Saved data entries
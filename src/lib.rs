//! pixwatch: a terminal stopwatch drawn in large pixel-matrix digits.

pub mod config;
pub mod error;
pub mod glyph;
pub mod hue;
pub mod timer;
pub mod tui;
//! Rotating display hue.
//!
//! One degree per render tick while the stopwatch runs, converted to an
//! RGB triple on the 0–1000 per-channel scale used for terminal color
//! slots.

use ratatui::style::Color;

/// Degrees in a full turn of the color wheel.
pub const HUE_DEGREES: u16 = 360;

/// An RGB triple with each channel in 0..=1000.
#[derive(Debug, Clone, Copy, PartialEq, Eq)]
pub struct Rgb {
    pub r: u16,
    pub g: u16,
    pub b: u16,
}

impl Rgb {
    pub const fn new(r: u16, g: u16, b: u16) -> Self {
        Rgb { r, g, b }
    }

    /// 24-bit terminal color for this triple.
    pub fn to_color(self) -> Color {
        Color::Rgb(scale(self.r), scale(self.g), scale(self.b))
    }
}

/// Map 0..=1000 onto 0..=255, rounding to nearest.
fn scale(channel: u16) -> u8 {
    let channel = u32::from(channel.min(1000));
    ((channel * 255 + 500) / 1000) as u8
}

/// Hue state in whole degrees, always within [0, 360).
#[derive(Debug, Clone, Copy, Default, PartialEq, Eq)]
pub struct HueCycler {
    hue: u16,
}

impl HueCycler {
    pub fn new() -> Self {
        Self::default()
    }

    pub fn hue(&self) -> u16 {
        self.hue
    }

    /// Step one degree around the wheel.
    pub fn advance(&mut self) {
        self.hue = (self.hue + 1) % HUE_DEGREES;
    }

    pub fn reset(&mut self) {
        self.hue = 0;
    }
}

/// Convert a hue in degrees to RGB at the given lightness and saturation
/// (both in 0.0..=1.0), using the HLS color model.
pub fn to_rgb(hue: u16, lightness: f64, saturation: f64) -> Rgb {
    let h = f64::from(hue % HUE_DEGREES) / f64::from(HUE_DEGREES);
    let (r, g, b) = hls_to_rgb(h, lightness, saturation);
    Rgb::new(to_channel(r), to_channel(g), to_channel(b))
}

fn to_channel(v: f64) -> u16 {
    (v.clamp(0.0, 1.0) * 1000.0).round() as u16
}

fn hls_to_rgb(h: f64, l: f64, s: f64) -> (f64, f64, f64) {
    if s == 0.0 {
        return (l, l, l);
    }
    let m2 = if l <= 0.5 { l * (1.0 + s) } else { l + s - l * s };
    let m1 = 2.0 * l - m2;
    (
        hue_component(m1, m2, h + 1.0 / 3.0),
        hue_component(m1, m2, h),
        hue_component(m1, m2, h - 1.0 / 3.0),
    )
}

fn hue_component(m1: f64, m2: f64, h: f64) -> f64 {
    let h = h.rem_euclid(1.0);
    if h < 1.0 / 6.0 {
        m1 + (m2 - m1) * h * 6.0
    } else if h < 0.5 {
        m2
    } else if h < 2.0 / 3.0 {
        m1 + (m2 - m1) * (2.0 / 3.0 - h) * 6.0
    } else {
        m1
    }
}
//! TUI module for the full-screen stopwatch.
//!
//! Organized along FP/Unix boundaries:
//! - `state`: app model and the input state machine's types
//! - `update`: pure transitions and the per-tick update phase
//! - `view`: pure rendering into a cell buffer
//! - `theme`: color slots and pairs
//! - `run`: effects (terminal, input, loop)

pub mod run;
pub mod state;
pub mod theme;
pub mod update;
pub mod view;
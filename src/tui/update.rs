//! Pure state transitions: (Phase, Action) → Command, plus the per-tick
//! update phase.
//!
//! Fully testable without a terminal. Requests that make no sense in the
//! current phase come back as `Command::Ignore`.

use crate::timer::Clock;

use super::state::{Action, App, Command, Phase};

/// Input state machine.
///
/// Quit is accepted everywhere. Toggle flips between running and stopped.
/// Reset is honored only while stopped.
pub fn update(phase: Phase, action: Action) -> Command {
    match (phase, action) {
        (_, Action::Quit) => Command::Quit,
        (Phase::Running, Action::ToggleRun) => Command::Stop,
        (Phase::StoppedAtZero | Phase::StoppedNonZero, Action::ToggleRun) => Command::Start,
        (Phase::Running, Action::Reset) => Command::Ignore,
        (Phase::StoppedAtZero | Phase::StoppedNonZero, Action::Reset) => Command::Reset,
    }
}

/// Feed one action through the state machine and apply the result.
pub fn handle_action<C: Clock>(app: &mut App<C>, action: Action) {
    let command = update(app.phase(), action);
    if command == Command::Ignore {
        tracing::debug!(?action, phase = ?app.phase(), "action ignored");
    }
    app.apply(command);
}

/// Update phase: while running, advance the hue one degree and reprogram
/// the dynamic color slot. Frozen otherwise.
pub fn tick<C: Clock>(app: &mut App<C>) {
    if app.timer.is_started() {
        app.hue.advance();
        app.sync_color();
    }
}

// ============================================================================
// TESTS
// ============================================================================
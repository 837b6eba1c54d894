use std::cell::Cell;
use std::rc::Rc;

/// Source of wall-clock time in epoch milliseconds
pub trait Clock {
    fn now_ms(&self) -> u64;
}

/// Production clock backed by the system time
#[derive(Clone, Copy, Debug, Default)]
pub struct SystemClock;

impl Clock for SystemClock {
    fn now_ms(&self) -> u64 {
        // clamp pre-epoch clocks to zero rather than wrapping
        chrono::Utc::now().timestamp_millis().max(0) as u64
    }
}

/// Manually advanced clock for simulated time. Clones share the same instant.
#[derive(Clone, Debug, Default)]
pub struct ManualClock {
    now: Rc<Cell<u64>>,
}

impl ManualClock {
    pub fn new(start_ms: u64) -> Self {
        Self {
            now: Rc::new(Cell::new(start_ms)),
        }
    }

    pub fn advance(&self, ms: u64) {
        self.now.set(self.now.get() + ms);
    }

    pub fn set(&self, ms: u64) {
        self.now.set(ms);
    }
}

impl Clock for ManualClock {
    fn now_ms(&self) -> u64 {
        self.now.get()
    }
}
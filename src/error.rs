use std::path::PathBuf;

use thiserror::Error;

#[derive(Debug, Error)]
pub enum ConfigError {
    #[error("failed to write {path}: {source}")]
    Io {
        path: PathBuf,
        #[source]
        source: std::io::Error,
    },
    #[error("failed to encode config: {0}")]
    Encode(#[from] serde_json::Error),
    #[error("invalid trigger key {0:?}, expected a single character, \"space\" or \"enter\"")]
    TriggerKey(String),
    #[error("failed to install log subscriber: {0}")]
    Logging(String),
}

==

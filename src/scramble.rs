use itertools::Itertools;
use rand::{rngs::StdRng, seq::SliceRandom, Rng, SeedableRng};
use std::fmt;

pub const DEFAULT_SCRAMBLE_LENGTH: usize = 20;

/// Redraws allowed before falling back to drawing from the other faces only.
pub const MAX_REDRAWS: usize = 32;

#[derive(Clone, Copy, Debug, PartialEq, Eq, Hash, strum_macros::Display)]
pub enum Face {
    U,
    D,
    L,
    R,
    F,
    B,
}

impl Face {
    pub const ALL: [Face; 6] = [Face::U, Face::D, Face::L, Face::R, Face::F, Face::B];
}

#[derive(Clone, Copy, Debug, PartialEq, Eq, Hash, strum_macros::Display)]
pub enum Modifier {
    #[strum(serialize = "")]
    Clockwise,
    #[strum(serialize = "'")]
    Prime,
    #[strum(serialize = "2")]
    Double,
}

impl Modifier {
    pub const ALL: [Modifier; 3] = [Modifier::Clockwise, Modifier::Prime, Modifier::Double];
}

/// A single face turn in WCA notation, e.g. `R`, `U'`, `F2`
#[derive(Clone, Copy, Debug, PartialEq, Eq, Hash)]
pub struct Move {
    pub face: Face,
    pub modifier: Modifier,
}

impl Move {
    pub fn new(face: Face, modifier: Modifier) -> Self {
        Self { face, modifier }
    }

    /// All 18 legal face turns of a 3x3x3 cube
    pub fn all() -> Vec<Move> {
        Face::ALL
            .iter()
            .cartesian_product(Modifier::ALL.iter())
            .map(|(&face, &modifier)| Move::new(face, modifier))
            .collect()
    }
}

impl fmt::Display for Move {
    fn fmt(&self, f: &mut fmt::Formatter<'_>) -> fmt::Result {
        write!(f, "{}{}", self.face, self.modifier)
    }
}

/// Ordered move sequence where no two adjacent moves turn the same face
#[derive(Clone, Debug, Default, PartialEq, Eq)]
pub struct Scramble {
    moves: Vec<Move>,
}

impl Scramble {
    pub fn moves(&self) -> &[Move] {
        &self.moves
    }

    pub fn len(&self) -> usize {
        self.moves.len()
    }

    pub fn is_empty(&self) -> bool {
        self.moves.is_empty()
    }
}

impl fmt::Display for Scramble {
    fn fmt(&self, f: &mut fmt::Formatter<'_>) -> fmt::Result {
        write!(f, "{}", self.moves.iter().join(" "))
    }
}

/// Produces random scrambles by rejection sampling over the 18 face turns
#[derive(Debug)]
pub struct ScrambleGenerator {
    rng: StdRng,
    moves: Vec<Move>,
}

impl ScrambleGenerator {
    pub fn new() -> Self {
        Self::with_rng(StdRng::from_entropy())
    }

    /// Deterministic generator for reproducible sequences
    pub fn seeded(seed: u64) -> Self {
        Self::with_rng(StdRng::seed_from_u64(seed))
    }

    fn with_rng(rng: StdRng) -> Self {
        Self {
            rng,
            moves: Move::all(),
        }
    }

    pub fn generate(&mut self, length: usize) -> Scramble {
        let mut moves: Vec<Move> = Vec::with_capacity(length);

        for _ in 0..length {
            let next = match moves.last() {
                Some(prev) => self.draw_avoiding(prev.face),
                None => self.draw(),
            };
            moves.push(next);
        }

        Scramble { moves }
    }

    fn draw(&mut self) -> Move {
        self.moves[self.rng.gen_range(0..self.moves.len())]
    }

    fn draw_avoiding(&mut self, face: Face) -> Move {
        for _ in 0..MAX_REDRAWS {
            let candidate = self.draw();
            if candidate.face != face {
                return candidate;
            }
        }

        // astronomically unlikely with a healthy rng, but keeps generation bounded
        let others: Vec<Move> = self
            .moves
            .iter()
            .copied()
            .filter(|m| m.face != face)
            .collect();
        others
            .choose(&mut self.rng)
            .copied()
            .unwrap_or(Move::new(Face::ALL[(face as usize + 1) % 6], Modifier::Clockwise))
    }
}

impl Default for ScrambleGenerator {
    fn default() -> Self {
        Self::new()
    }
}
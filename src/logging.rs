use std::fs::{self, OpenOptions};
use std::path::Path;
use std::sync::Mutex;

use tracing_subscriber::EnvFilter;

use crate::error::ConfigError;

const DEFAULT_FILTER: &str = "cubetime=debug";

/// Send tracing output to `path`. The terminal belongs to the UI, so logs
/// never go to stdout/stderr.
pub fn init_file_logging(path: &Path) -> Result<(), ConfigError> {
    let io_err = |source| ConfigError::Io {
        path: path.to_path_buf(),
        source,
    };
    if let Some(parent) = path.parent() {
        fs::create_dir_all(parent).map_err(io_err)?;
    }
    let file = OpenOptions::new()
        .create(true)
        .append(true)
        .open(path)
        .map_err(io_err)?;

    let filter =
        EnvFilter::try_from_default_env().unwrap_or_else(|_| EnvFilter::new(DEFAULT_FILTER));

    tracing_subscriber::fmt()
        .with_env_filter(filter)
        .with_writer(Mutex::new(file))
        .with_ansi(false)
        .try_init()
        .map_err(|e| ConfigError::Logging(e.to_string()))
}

--

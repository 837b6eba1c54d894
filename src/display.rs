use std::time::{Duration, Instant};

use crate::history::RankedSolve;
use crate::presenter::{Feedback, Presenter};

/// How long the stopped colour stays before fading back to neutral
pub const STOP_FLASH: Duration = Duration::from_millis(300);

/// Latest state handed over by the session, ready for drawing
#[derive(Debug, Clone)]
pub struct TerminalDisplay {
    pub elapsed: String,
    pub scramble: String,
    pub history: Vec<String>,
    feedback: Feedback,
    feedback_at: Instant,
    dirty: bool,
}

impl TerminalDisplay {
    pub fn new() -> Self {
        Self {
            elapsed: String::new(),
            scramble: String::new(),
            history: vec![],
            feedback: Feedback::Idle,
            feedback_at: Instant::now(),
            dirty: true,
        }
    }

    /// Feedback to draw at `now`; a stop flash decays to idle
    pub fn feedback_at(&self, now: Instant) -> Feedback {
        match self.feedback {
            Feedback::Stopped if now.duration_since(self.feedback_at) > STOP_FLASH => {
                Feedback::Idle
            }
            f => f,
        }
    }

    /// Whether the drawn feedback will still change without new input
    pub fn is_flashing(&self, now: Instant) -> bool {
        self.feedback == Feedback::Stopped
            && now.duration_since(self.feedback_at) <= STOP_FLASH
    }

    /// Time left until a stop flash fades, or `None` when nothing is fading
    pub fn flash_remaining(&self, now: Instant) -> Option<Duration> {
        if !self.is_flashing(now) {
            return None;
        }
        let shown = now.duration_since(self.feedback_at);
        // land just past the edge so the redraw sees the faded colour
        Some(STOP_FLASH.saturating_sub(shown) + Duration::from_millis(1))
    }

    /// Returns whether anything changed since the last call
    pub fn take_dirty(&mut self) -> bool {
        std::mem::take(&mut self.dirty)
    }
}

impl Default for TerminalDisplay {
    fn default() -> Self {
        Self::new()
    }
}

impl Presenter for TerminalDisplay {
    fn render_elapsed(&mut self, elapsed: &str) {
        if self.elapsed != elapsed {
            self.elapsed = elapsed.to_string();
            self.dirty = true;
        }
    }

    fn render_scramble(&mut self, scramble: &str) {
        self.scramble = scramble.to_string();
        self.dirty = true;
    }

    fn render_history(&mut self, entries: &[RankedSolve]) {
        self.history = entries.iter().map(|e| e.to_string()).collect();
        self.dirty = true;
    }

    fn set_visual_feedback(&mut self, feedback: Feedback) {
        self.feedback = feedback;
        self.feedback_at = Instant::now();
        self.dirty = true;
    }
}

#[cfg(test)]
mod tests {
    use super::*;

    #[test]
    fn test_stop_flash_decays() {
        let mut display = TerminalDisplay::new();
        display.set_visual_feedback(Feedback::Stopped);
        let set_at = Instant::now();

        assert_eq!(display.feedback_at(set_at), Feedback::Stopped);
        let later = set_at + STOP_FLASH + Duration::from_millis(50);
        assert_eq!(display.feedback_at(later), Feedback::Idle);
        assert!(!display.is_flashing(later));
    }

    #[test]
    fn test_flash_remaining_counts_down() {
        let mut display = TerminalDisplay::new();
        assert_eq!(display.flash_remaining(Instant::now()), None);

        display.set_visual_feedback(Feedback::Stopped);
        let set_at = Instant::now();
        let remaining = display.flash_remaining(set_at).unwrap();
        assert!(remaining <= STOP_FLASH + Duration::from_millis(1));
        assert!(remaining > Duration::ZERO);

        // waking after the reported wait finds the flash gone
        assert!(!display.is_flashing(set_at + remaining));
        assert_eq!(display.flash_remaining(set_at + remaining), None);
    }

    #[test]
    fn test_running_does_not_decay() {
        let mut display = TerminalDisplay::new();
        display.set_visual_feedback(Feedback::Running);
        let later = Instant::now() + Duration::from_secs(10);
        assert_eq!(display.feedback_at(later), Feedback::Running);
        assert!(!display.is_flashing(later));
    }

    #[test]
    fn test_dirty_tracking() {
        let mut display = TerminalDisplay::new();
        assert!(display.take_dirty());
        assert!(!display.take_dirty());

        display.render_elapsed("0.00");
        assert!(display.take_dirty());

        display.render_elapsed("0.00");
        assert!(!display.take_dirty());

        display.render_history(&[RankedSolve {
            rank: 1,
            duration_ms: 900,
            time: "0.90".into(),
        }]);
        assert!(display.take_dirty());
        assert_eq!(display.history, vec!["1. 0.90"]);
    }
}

■ Your objective: What you return must be the lines above that run from the line with "filename src/lib.rs" to the line with "converted to an", inclusive, each copied exactly.

■ Written answer:
filename src/lib.rs
//! pixwatch: a terminal stopwatch drawn in large pixel-matrix digits.

pub mod config;
pub mod error;
pub mod glyph;
pub mod hue;
pub mod timer;
pub mod tui;
//! Rotating display hue.
//!
//! One degree per render tick while the stopwatch runs, converted to an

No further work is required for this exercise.